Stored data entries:
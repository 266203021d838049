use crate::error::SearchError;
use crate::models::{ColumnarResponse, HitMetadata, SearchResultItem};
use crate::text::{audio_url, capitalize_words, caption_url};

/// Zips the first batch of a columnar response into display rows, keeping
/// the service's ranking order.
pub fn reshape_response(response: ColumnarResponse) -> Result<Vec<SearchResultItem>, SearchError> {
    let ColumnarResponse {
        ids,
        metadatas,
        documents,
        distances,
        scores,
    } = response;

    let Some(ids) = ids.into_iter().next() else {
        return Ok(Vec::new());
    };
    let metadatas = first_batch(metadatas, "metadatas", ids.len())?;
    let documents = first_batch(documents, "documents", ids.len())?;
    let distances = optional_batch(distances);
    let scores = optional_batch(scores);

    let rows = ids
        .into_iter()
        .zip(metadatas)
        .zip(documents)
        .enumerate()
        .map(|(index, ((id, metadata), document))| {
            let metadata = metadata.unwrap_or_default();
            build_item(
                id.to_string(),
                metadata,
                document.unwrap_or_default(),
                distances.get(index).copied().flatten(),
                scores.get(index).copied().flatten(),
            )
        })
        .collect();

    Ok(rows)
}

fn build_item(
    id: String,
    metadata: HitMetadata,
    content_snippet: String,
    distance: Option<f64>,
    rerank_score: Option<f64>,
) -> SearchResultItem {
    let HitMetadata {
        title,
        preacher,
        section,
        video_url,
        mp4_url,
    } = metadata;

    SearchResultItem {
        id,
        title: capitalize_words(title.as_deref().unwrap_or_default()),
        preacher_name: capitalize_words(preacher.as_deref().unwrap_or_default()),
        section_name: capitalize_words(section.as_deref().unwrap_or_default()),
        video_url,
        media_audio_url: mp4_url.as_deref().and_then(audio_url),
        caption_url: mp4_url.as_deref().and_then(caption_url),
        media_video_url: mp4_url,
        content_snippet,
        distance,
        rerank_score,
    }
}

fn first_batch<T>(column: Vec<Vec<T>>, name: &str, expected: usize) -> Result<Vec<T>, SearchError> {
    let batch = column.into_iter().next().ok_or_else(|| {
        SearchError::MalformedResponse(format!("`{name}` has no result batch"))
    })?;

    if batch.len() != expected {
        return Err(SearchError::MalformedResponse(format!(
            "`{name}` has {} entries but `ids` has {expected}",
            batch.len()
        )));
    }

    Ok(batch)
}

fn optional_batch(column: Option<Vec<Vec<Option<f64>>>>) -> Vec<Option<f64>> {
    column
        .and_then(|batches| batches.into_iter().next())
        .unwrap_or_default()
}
...
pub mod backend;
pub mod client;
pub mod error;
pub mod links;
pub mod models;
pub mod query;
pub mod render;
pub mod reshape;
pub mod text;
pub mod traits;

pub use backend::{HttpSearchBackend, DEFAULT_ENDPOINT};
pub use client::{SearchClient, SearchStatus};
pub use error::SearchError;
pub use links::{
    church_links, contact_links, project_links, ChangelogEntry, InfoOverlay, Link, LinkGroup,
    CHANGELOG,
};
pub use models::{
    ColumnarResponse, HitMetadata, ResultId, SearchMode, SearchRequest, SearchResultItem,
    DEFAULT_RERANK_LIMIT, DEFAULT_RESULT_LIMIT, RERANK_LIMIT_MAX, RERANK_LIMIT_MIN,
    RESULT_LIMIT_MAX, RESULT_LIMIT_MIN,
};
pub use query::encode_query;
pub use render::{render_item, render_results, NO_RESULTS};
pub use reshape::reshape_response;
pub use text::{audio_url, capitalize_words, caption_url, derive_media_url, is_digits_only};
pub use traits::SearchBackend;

** Task goal **
If a line in the records contains the word "index", copy it.

** Answer for this exercise **
        .map(|(index, ((id, metadata), document))| {
                distances.get(index).copied().flatten(),
                scores.get(index).copied().flatten(),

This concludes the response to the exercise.